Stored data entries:
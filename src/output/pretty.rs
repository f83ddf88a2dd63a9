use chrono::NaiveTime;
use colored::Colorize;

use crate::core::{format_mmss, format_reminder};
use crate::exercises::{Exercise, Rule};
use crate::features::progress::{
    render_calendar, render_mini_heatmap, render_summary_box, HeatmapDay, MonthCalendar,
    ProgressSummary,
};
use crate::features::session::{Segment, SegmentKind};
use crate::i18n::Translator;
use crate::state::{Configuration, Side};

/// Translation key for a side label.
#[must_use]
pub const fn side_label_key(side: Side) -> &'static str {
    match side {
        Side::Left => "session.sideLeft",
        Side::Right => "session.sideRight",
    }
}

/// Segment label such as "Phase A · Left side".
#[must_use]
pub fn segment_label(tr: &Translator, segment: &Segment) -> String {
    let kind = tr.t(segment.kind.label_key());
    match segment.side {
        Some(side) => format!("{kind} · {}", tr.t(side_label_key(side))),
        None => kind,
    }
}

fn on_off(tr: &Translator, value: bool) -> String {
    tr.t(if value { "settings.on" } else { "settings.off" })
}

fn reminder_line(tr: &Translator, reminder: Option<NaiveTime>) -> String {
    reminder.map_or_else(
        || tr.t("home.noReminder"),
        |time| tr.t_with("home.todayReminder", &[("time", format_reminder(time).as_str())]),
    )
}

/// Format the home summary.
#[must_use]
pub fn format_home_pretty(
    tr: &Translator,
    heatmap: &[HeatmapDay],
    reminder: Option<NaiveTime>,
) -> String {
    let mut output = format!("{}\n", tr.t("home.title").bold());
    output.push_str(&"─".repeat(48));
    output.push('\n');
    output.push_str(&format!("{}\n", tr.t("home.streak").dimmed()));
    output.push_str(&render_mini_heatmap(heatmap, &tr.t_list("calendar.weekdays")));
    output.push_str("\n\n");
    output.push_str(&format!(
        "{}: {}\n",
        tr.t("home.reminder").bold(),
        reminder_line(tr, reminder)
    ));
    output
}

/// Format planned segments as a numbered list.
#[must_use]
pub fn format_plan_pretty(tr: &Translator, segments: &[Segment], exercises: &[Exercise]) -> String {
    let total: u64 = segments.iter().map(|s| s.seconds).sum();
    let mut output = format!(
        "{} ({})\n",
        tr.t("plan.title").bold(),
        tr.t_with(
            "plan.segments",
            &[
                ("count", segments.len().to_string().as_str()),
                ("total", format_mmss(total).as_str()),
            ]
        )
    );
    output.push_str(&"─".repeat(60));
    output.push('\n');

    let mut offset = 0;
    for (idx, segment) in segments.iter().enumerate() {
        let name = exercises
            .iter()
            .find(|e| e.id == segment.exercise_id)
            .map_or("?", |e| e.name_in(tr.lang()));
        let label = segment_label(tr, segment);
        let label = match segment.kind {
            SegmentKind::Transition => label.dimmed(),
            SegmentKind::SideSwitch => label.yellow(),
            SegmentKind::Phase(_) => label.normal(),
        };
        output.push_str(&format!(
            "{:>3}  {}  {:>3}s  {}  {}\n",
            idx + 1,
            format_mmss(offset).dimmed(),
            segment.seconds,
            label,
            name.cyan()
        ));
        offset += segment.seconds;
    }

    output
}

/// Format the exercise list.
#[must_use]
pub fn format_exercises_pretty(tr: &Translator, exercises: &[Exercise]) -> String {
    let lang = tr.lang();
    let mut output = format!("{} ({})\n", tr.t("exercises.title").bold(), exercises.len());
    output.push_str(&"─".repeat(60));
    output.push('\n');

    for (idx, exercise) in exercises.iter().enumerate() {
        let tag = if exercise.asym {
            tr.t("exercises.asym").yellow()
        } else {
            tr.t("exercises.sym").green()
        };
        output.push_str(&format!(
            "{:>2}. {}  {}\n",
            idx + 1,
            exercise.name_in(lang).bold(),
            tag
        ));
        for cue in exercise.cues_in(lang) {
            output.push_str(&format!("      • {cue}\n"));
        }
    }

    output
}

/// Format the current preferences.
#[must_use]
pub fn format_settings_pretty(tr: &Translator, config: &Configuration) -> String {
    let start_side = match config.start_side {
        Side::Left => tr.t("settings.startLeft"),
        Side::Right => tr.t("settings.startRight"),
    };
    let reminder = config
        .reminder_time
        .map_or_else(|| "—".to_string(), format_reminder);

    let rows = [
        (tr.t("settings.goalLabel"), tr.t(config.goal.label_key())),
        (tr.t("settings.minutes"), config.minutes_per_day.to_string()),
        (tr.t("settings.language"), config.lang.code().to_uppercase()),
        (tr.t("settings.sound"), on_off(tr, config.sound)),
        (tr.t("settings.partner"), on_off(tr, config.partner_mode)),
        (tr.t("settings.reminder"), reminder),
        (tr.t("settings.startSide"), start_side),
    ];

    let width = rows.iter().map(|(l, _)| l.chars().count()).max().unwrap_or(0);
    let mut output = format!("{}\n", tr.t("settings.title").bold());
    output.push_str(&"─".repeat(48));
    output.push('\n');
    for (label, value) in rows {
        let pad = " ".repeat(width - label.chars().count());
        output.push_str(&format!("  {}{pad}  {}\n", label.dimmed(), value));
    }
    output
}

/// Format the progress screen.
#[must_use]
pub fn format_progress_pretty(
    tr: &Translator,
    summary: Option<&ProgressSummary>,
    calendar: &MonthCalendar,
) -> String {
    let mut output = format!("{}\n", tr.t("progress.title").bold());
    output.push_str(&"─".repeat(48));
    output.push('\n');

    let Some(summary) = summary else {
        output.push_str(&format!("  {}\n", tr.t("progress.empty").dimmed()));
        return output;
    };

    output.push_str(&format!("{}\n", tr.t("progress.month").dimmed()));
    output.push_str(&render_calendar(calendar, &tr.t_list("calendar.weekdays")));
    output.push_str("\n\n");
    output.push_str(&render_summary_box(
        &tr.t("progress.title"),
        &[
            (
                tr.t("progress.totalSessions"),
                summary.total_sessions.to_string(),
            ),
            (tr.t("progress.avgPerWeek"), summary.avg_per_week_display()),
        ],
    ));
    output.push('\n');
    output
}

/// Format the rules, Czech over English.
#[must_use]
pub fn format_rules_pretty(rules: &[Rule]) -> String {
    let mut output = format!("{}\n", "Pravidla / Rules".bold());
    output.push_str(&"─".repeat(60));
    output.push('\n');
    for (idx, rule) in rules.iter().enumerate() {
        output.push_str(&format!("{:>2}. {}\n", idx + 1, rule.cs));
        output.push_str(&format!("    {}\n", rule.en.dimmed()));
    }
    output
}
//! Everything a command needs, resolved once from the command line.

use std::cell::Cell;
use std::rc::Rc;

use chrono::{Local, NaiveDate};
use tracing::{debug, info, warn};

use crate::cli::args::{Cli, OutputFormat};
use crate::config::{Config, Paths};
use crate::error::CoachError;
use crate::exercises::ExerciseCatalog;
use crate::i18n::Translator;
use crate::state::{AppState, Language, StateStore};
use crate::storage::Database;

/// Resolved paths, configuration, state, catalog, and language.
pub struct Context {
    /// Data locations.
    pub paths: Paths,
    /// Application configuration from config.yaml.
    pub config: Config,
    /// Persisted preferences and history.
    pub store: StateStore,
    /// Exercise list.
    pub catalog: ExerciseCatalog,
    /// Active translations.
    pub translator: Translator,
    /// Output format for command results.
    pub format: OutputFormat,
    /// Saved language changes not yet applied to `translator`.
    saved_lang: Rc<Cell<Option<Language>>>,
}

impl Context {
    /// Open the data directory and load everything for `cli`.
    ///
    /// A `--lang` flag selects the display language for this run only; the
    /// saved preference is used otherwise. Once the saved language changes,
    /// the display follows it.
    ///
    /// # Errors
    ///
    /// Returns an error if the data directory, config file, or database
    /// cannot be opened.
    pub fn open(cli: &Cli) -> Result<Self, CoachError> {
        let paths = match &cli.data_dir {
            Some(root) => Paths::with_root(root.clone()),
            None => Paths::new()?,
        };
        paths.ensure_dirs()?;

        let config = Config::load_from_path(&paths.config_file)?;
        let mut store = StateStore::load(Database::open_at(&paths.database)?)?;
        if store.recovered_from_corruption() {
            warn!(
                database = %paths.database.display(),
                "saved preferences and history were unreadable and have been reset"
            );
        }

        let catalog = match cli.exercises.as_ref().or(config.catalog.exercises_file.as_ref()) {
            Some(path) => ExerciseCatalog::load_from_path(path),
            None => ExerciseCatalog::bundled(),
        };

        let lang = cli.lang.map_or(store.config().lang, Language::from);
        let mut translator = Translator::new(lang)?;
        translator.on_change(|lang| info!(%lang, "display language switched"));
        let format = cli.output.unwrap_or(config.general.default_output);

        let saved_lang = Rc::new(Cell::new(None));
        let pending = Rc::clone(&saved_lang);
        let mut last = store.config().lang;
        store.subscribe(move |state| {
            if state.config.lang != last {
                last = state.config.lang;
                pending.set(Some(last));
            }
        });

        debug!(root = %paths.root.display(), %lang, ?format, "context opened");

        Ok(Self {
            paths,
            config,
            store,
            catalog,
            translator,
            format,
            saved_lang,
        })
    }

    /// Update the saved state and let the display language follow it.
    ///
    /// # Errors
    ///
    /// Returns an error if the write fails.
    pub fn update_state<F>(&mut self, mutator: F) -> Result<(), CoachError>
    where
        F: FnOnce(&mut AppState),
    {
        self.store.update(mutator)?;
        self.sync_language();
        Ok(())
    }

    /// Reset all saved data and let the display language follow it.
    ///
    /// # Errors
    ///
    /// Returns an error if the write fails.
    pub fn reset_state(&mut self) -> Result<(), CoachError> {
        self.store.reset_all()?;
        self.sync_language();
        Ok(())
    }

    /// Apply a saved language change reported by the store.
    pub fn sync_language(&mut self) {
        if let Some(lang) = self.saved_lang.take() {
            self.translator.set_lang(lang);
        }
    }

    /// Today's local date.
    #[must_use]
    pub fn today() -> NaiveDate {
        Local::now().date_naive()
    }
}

WHAT IS REQUIRED ▸
Where a line in the entries holds "pending", copy that line.

REPLY ▸
        let pending = Rc::clone(&saved_lang);
                pending.set(Some(last));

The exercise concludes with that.